The central bank’s directive also addresses concerns regarding legitimate external payments. It assures the public that the transfer of foreign exchange through the banking system remains permissible for such payments, subject to existing regulatory thresholds and the internal processes of commercial banks. This clarifies that the restrictions are targeted at domestic transactions and do not impede legitimate international financial activities. However, individuals and businesses are expected to adhere to the established regulations governing foreign exchange transactions and comply with the due diligence procedures implemented by commercial banks.

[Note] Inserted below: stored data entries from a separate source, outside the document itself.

//! Tween node trees: sequences, parallel groups and loops
//!
//! A node is a leaf tween or an ordered/unordered group of child nodes. Any
//! node can loop. Every node, however deep, exposes the same contract:
//! `advance(dt)` reports completion and `kill` cancels silently.
//!
//! # Sequence overflow
//!
//! A sequence gives each tick's `dt` to the child at its cursor only. When
//! that child finishes partway through the tick, the leftover time is
//! dropped; the next child starts on the following tick. This keeps every
//! step's start value a value that was actually rendered for a frame.

use crate::error::{check_timestep, Result};
use crate::tween::Tween;
use serde::{Deserialize, Serialize};
use std::rc::Rc;

/// A completion callback
///
/// Callbacks are reference-counted so they can be queued while the tree is
/// borrowed and invoked after the tick has finished writing properties.
pub type Callback = Rc<dyn Fn()>;

/// How many times a node plays
#[derive(Clone, Copy, Debug, PartialEq, Eq)]
pub enum LoopCount {
    Finite(u32),
    Infinite,
}

impl LoopCount {
    /// Integer loop count as used in configs: negative means infinite, 0 plays once
    pub fn from_i32(count: i32) -> Self {
        if count < 0 {
            LoopCount::Infinite
        } else {
            LoopCount::Finite(count.max(1) as u32)
        }
    }
}

/// What happens between loop cycles
#[derive(Clone, Copy, Debug, Default, PartialEq, Eq, Hash, Serialize, Deserialize)]
#[serde(rename_all = "snake_case")]
pub enum LoopMode {
    /// Jump back to the start values
    #[default]
    Restart,
    /// Play the next cycle backwards (endpoints swapped, sequences reversed)
    Yoyo,
}

#[derive(Clone, Copy, Debug, PartialEq, Eq)]
struct Loops {
    count: LoopCount,
    mode: LoopMode,
    /// Cycles left after the current one (finite counts only)
    remaining: u32,
}

impl Loops {
    fn new(count: LoopCount, mode: LoopMode) -> Self {
        let mut loops = Self {
            count,
            mode,
            remaining: 0,
        };
        loops.reset();
        loops
    }

    fn reset(&mut self) {
        self.remaining = match self.count {
            LoopCount::Finite(n) => n.saturating_sub(1),
            LoopCount::Infinite => 0,
        };
    }

    /// Consume one cycle if any are left
    fn take_cycle(&mut self) -> bool {
        match self.count {
            LoopCount::Infinite => true,
            LoopCount::Finite(_) if self.remaining > 0 => {
                self.remaining -= 1;
                true
            }
            LoopCount::Finite(_) => false,
        }
    }
}

enum NodeKind {
    Leaf(Tween),
    Sequence {
        children: Vec<TweenNode>,
        /// Number of children already finished in the current pass
        cursor: usize,
    },
    Parallel {
        children: Vec<TweenNode>,
    },
}

/// A node in a tween tree
pub struct TweenNode {
    kind: NodeKind,
    loops: Option<Loops>,
    on_complete: Option<Callback>,
    /// Playing backwards: sequences run last-to-first
    reversed: bool,
    completed: bool,
    killed: bool,
    /// Set once the callback has been queued; survives loop cycles
    notified: bool,
}

impl std::fmt::Debug for TweenNode {
    fn fmt(&self, f: &mut std::fmt::Formatter<'_>) -> std::fmt::Result {
        let kind = match &self.kind {
            NodeKind::Leaf(_) => "leaf",
            NodeKind::Sequence { .. } => "sequence",
            NodeKind::Parallel { .. } => "parallel",
        };
        f.debug_struct("TweenNode")
            .field("kind", &kind)
            .field("loops", &self.loops)
            .field("completed", &self.completed)
            .field("killed", &self.killed)
            .finish_non_exhaustive()
    }
}

impl From<Tween> for TweenNode {
    fn from(tween: Tween) -> Self {
        Self::leaf(tween)
    }
}

impl TweenNode {
    fn with_kind(kind: NodeKind) -> Self {
        Self {
            kind,
            loops: None,
            on_complete: None,
            reversed: false,
            completed: false,
            killed: false,
            notified: false,
        }
    }

    pub fn leaf(tween: Tween) -> Self {
        Self::with_kind(NodeKind::Leaf(tween))
    }

    /// Children play one after another
    pub fn sequence<I>(children: I) -> Self
    where
        I: IntoIterator,
        I::Item: Into<TweenNode>,
    {
        Self::with_kind(NodeKind::Sequence {
            children: children.into_iter().map(Into::into).collect(),
            cursor: 0,
        })
    }

    /// Children play at the same time
    pub fn parallel<I>(children: I) -> Self
    where
        I: IntoIterator,
        I::Item: Into<TweenNode>,
    {
        Self::with_kind(NodeKind::Parallel {
            children: children.into_iter().map(Into::into).collect(),
        })
    }

    /// Builder: append `child` to this sequence
    ///
    /// Anything other than a plain sequence is wrapped in a new one.
    pub fn then(mut self, child: impl Into<TweenNode>) -> Self {
        if self.loops.is_none() && self.on_complete.is_none() {
            if let NodeKind::Sequence { children, .. } = &mut self.kind {
                children.push(child.into());
                return self;
            }
        }
        Self::sequence([self, child.into()])
    }

    /// Builder: play `child` alongside this node
    pub fn join(mut self, child: impl Into<TweenNode>) -> Self {
        if self.loops.is_none() && self.on_complete.is_none() {
            if let NodeKind::Parallel { children } = &mut self.kind {
                children.push(child.into());
                return self;
            }
        }
        Self::parallel([self, child.into()])
    }

    /// Builder: loop this node
    pub fn looped(mut self, count: LoopCount, mode: LoopMode) -> Self {
        self.loops = Some(Loops::new(count, mode));
        self
    }

    /// Builder: callback fired once when this node completes naturally
    pub fn on_complete(mut self, callback: Callback) -> Self {
        self.on_complete = Some(callback);
        self
    }

    pub fn is_complete(&self) -> bool {
        self.completed
    }

    pub fn is_killed(&self) -> bool {
        self.killed
    }

    /// Whether the node has stopped, naturally or by kill
    pub fn is_finished(&self) -> bool {
        self.completed || self.killed
    }

    /// Total playing time, `None` for infinite loops
    pub fn duration(&self) -> Option<f32> {
        let once = match &self.kind {
            NodeKind::Leaf(tween) => Some(tween.duration()),
            NodeKind::Sequence { children, .. } => children
                .iter()
                .try_fold(0.0, |total, child| child.duration().map(|d| total + d)),
            NodeKind::Parallel { children } => children
                .iter()
                .try_fold(0.0_f32, |longest, child| child.duration().map(|d| longest.max(d))),
        }?;

        match self.loops.map(|l| l.count) {
            None => Some(once),
            Some(LoopCount::Finite(n)) => Some(once * n as f32),
            Some(LoopCount::Infinite) => None,
        }
    }

    /// Advance the tree by `dt`
    ///
    /// Completion callbacks of nodes that finish are pushed to `fired`; the
    /// caller runs them once the whole tick has been applied. Returns whether
    /// this node is finished.
    pub fn advance(&mut self, dt: f32, fired: &mut Vec<Callback>) -> Result<bool> {
        check_timestep(dt)?;
        if self.is_finished() {
            return Ok(true);
        }

        let pass_done = match &mut self.kind {
            NodeKind::Leaf(tween) => tween.advance(dt)?,
            NodeKind::Sequence { children, cursor } => {
                if *cursor >= children.len() {
                    true
                } else {
                    let index = if self.reversed {
                        children.len() - 1 - *cursor
                    } else {
                        *cursor
                    };
                    if children[index].advance(dt, fired)? {
                        *cursor += 1;
                    }
                    *cursor >= children.len()
                }
            }
            NodeKind::Parallel { children } => {
                let mut all_done = true;
                for child in children.iter_mut() {
                    all_done &= child.advance(dt, fired)?;
                }
                all_done
            }
        };

        if !pass_done {
            return Ok(false);
        }

        if let Some(loops) = self.loops.as_mut() {
            if loops.take_cycle() {
                let mode = loops.mode;
                self.next_cycle(mode);
                return Ok(false);
            }
        }

        self.completed = true;
        if !self.notified {
            self.notified = true;
            if let Some(callback) = &self.on_complete {
                fired.push(callback.clone());
            }
        }
        Ok(true)
    }

    /// Prepare the inner tree for another of this node's own loop cycles
    fn next_cycle(&mut self, mode: LoopMode) {
        if mode == LoopMode::Yoyo {
            self.reversed = !self.reversed;
        }
        let reversed = self.reversed;
        match &mut self.kind {
            NodeKind::Leaf(tween) => tween.orient(reversed),
            NodeKind::Sequence { children, cursor } => {
                *cursor = 0;
                children.iter_mut().for_each(|c| c.orient(reversed));
            }
            NodeKind::Parallel { children } => {
                children.iter_mut().for_each(|c| c.orient(reversed));
            }
        }
    }

    /// Reset this subtree to play from its start in the given direction
    ///
    /// Callbacks that already fired stay fired.
    fn orient(&mut self, reversed: bool) {
        self.completed = false;
        self.reversed = reversed;
        if let Some(loops) = self.loops.as_mut() {
            loops.reset();
        }
        match &mut self.kind {
            NodeKind::Leaf(tween) => tween.orient(reversed),
            NodeKind::Sequence { children, cursor } => {
                *cursor = 0;
                children.iter_mut().for_each(|c| c.orient(reversed));
            }
            NodeKind::Parallel { children } => {
                children.iter_mut().for_each(|c| c.orient(reversed));
            }
        }
    }

    /// Stop the tree without firing any completion callback
    ///
    /// With `jump_to_end`, every unfinished leaf writes its configured end
    /// value in traversal order; otherwise properties keep their last
    /// advanced values. On a backward yoyo pass a sequence is traversed
    /// last-to-first, so its first step's end is written last.
    pub fn kill(&mut self, jump_to_end: bool) {
        if self.is_finished() {
            return;
        }

        match &mut self.kind {
            NodeKind::Leaf(tween) => tween.kill(jump_to_end),
            NodeKind::Sequence { children, .. } => {
                if self.reversed {
                    children.iter_mut().rev().for_each(|c| c.kill(jump_to_end));
                } else {
                    children.iter_mut().for_each(|c| c.kill(jump_to_end));
                }
            }
            NodeKind::Parallel { children } => {
                children.iter_mut().for_each(|c| c.kill(jump_to_end));
            }
        }
        self.killed = true;
    }

    /// Return the whole tree to its initial state so it can be replayed
    ///
    /// Captured start values are kept; callbacks may fire again.
    pub fn rewind(&mut self) {
        self.killed = false;
        self.notified = false;
        match &mut self.kind {
            NodeKind::Leaf(_) => {}
            NodeKind::Sequence { children, .. } | NodeKind::Parallel { children } => {
                children.iter_mut().for_each(TweenNode::rewind);
            }
        }
        self.orient(false);
    }

    /// Visit every leaf tween in declaration order
    pub fn for_each_leaf(&self, f: &mut dyn FnMut(&Tween)) {
        match &self.kind {
            NodeKind::Leaf(tween) => f(tween),
            NodeKind::Sequence { children, .. } | NodeKind::Parallel { children } => {
                for child in children {
                    child.for_each_leaf(f);
                }
            }
        }
    }
}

To ensure the effectiveness of this directive, the BoG has affirmed its commitment to enforcing the Foreign Exchange Act. The notice warns that continued violations will attract sanctions and appropriate legal action, in line with the provisions of the law. This serves as a deterrent and underscores the seriousness with which the central bank views unauthorized foreign currency dealings. The BoG’s proactive stance signifies its dedication to maintaining the integrity of the financial system and protecting the value of the Ghana Cedi. This commitment to enforcement is crucial for achieving the desired outcomes of stabilizing the currency and promoting confidence in the domestic economy.

The BoG’s recent directive represents a significant step in its ongoing efforts to strengthen compliance with Ghana’s foreign exchange regime. By curbing the unauthorized use of foreign currencies in domestic transactions, the central bank aims to bolster the Ghana Cedi’s position as the sole legal tender and maintain its stability. This move is crucial for fostering a healthy and robust domestic economy, where the national currency holds its value and facilitates smooth and transparent economic activities. The consistent application and enforcement of these regulations are essential for achieving the BoG’s objectives and ensuring the long-term stability of the Ghanaian financial system.